WHO AM I?
I’m Byron Christopher, a Canadian reporter with more than three decades’ experience in the mainstream [commercial] media.
I’ve also worked for the [so-called] independent media.
And now I have my own blog, part of the new phenomenon called ‘social media.’ Sorry to toss all those labels at you.
THE IMPORTANCE OF JOURNALISM
Journalism plays an important role in a democracy. I realize that’s stating the obvious but if people are to make informed choices — the hallmark of a true democracy — they’ll need information that’s fair and balanced … and information that can be verified.
An uncensored flow of information is the very heart of a free country.
Our job is to make sense of what’s happening in the world. Life being what it is, that’s easier said than done.
When we read newspapers, watch TV or listen to the radio, it’s impossible to know how much is actual news, what’s opinion, what’s manufactured — or if we’re getting propaganda or corporate public relations. Or, if management has ordered reporters to do stories for political reasons. There are far too many “ifs” are at play here.
Joseph Jankowski sums it up pretty nicely, in reference to a survey that shows a mere 6 percent of Americans trust the mainstream and corporate media, “Most Americans,” he says, “are aware of the staggering dishonesty and reality twisting, that the mainstream, corporate news media engages in on a daily basis.”
You’ve heard of reporters being “embedded” with the military. Think of mainstream/corporate journalism as reporters embedded with the status quo. They know where their bread is buttered.

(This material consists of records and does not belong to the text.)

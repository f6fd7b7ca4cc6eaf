//! The parser monad.
use std::{any::Any, cell::RefCell, fmt, mem::ManuallyDrop, ops::BitOr, rc::Rc};

use crate::{stream::ResetPoint, ParseResult, Stream, Trampoline};

/// A single step of a parser run.
pub type Step = Trampoline<()>;

/// What happens with the outcome of a parser: receives the progressed stream and the result.
pub type Continuation<S, T> = Box<dyn FnOnce(S, ParseResult<T>) -> Step>;

/// A parser reading from streams of type `S` and producing values of type `T`.
///
/// A `Parser` wraps a function taking a stream and a [`Continuation`]. The function reads from the
/// stream and then hands the stream together with its [`ParseResult`] to the continuation. All
/// calls that would otherwise nest are returned as [`Trampoline::Tail`] steps instead, which keeps
/// the native stack depth constant no matter how many parsers are combined.
///
/// Parsers hold no mutable state and cloning them is cheap. The same parser can be run any number
/// of times.
///
/// Dropping a parser also does not recurse on the native stack, however deeply the parsers it owns
/// are nested.
pub struct Parser<S: 'static, T: 'static> {
    function: ManuallyDrop<ParserFn<S, T>>,
}

type ParserFn<S, T> = Rc<dyn Fn(S, Continuation<S, T>) -> Step>;

thread_local! {
    // parser functions waiting to be freed, `None` unless `release` is draining it
    static PENDING_RELEASE: RefCell<Option<Vec<Box<dyn Any>>>> = const { RefCell::new(None) };
}

impl<S: 'static, T: 'static> Drop for Parser<S, T> {
    fn drop(&mut self) {
        // SAFETY: `function` is not accessed again after this
        let function = unsafe { ManuallyDrop::take(&mut self.function) };
        if Rc::strong_count(&function) == 1 {
            release(Box::new(function));
        }
    }
}

/// Frees a parser function that is no longer shared.
///
/// The parsers owned by `function` are freed in a loop instead of recursively: while the outermost
/// call drains the queue, nested calls only enqueue.
fn release(function: Box<dyn Any>) {
    let first = PENDING_RELEASE.try_with(|pending| {
        let mut pending = pending.borrow_mut();
        match pending.as_mut() {
            Some(queue) => {
                queue.push(function);
                None
            }
            None => {
                *pending = Some(vec![]);
                Some(function)
            }
        }
    });
    // during thread teardown `function` is dropped right away
    let Ok(Some(mut next)) = first else {
        return;
    };
    loop {
        drop(next);
        let popped = PENDING_RELEASE
            .try_with(|pending| pending.borrow_mut().as_mut().and_then(Vec::pop))
            .ok()
            .flatten();
        match popped {
            Some(function) => next = function,
            None => break,
        }
    }
    let _ = PENDING_RELEASE.try_with(|pending| pending.borrow_mut().take());
}

impl<S: 'static, T: 'static> Clone for Parser<S, T> {
    fn clone(&self) -> Self {
        Parser {
            function: ManuallyDrop::new(Rc::clone(&self.function)),
        }
    }
}

impl<S: 'static, T: 'static> fmt::Debug for Parser<S, T> {
    fn fmt(&self, f: &mut fmt::Formatter<'_>) -> fmt::Result {
        f.write_str("Parser(..)")
    }
}

impl<S: Stream, T: 'static> Parser<S, T> {
    /// Creates a parser from a function.
    ///
    /// The function must eventually pass its result to the continuation, and it should do so by
    /// returning a tail step, e.g. using [`resume`], rather than by calling the continuation
    /// directly.
    pub fn from_fn(function: impl Fn(S, Continuation<S, T>) -> Step + 'static) -> Self {
        let function: ParserFn<S, T> = Rc::new(function);
        Parser {
            function: ManuallyDrop::new(function),
        }
    }

    /// Invokes the parser function right away.
    #[inline]
    pub fn call(&self, stream: S, continuation: Continuation<S, T>) -> Step {
        (self.function)(stream, continuation)
    }

    /// Returns a step that will invoke the parser function.
    #[inline]
    pub fn tail_call(&self, stream: S, continuation: Continuation<S, T>) -> Step {
        let parser = self.clone();
        Trampoline::tail(move || parser.call(stream, continuation))
    }

    /// See [`bind`].
    pub fn bind<U: 'static>(self, binding: impl Fn(T) -> Parser<S, U> + 'static) -> Parser<S, U> {
        bind(self, binding)
    }

    /// See [`fmap`].
    pub fn map<U: 'static>(self, mapping: impl Fn(T) -> U + 'static) -> Parser<S, U> {
        fmap(mapping, self)
    }

    /// See [`choice`].
    pub fn or(self, other: Parser<S, T>) -> Parser<S, T> {
        choice(self, other)
    }
}

/// `p | q` is [`choice(p, q)`][choice].
impl<S: Stream, T: 'static> BitOr for Parser<S, T> {
    type Output = Parser<S, T>;

    fn bitor(self, other: Parser<S, T>) -> Parser<S, T> {
        choice(self, other)
    }
}

/// Returns a step that passes `stream` and `result` to `continuation`.
#[inline]
pub fn resume<S: Stream, T: 'static>(
    continuation: Continuation<S, T>,
    stream: S,
    result: ParseResult<T>,
) -> Step {
    Trampoline::tail(move || continuation(stream, result))
}

/// A parser that consumes nothing and always succeeds with `value`.
pub fn unit<S: Stream, T: Clone + 'static>(value: T) -> Parser<S, T> {
    Parser::from_fn(move |stream: S, cont| {
        let position = stream.position();
        resume(cont, stream, ParseResult::success(value.clone(), position))
    })
}

/// A parser that consumes nothing and always fails with `message`.
pub fn fail<S: Stream, T: 'static>(message: impl Into<String>) -> Parser<S, T> {
    let message: Rc<str> = message.into().into();
    Parser::from_fn(move |stream: S, cont| {
        let position = stream.position();
        resume(cont, stream, ParseResult::failure(&*message, position))
    })
}

/// Sequences two parsers.
///
/// Runs `parser` and, if it succeeds, runs the parser returned by `binding` applied to the value,
/// continuing where `parser` stopped. When `parser` fails, its failure is passed on and `binding`
/// is not called.
///
/// This is associative: `bind(bind(p, f), g)` behaves like `bind(p, |x| bind(f(x), g))`.
pub fn bind<S, T, U>(
    parser: Parser<S, T>,
    binding: impl Fn(T) -> Parser<S, U> + 'static,
) -> Parser<S, U>
where
    S: Stream,
    T: 'static,
    U: 'static,
{
    let binding = Rc::new(binding);
    Parser::from_fn(move |stream, cont: Continuation<S, U>| {
        let binding = Rc::clone(&binding);
        parser.tail_call(
            stream,
            Box::new(move |stream, result| match result {
                ParseResult::Success { value, .. } => binding(value).tail_call(stream, cont),
                ParseResult::Failure(failures) => {
                    resume(cont, stream, ParseResult::Failure(failures))
                }
            }),
        )
    })
}

/// Tries `first` and falls back to `second` if `first` fails without consuming input.
///
/// When `first` fails after consuming input, neither backtracking nor trying `second` happens.
/// Wrap `first` in [`try_parser`] to allow this. When both fail, the failures of `first` are
/// reported before those of `second`.
///
/// Consumption is detected by comparing stream positions.
pub fn choice<S: Stream, T: 'static>(first: Parser<S, T>, second: Parser<S, T>) -> Parser<S, T> {
    Parser::from_fn(move |stream: S, cont: Continuation<S, T>| {
        let start = stream.position();
        let second = second.clone();
        first.tail_call(
            stream,
            Box::new(move |stream, result| match result {
                ParseResult::Failure(failures) if stream.position() == start => second.tail_call(
                    stream,
                    Box::new(move |stream, other| {
                        let result = match other {
                            ParseResult::Failure(other) => ParseResult::Failure(failures + other),
                            success => success,
                        };
                        resume(cont, stream, result)
                    }),
                ),
                result => resume(cont, stream, result),
            }),
        )
    })
}

/// Rewinds the stream when `parser` fails.
///
/// This turns a failure after consuming input into one that consumed nothing, so that an enclosing
/// [`choice`] tries its other alternative.
pub fn try_parser<S: Stream, T: 'static>(parser: Parser<S, T>) -> Parser<S, T> {
    Parser::from_fn(move |stream: S, cont: Continuation<S, T>| {
        let point = stream.reset_point();
        parser.tail_call(
            stream,
            Box::new(move |mut stream, result| {
                if result.is_failure() {
                    stream.reset_stream(point);
                } else {
                    point.destroy();
                }
                resume(cont, stream, result)
            }),
        )
    })
}

/// Runs `parser` without consuming input when it succeeds.
///
/// On failure the stream is left wherever `parser` left it.
pub fn look_ahead<S: Stream, T: 'static>(parser: Parser<S, T>) -> Parser<S, T> {
    Parser::from_fn(move |stream: S, cont: Continuation<S, T>| {
        let point = stream.reset_point();
        parser.tail_call(
            stream,
            Box::new(move |mut stream, result| {
                if result.is_failure() {
                    point.destroy();
                } else {
                    stream.reset_stream(point);
                }
                resume(cont, stream, result)
            }),
        )
    })
}

/// Applies `mapping` to the value of `parser`.
///
/// This behaves like `bind(parser, |x| unit(mapping(x)))`. Failures are passed on unchanged.
pub fn fmap<S, T, U>(mapping: impl Fn(T) -> U + 'static, parser: Parser<S, T>) -> Parser<S, U>
where
    S: Stream,
    T: 'static,
    U: 'static,
{
    let mapping = Rc::new(mapping);
    Parser::from_fn(move |stream, cont: Continuation<S, U>| {
        let mapping = Rc::clone(&mapping);
        parser.tail_call(
            stream,
            Box::new(move |stream, result| {
                resume(cont, stream, result.map(|value| mapping(value)))
            }),
        )
    })
}

/// Builds the parser using `build` each time it runs.
///
/// This allows defining recursive grammars, where a parser refers to itself.
pub fn lazy<S: Stream, T: 'static>(build: impl Fn() -> Parser<S, T> + 'static) -> Parser<S, T> {
    Parser::from_fn(move |stream, cont| build().tail_call(stream, cont))
}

Most grocery products have labels indicating what consumers are getting. But with news content, we will never see the following, for example …
Fact: 30% … Speculation: 40% … Influence by sales staff trying to woo a client: 20% … Censorship: 10% … etc.
The public is at the mercy of news organizations — and news organizations can have their own agendas, just as reporters can have their own agendas. That’s why it’s difficult to find news that’s truly independent and trustworthy. Trust is like an eraser. It gets smaller and smaller after every mistake.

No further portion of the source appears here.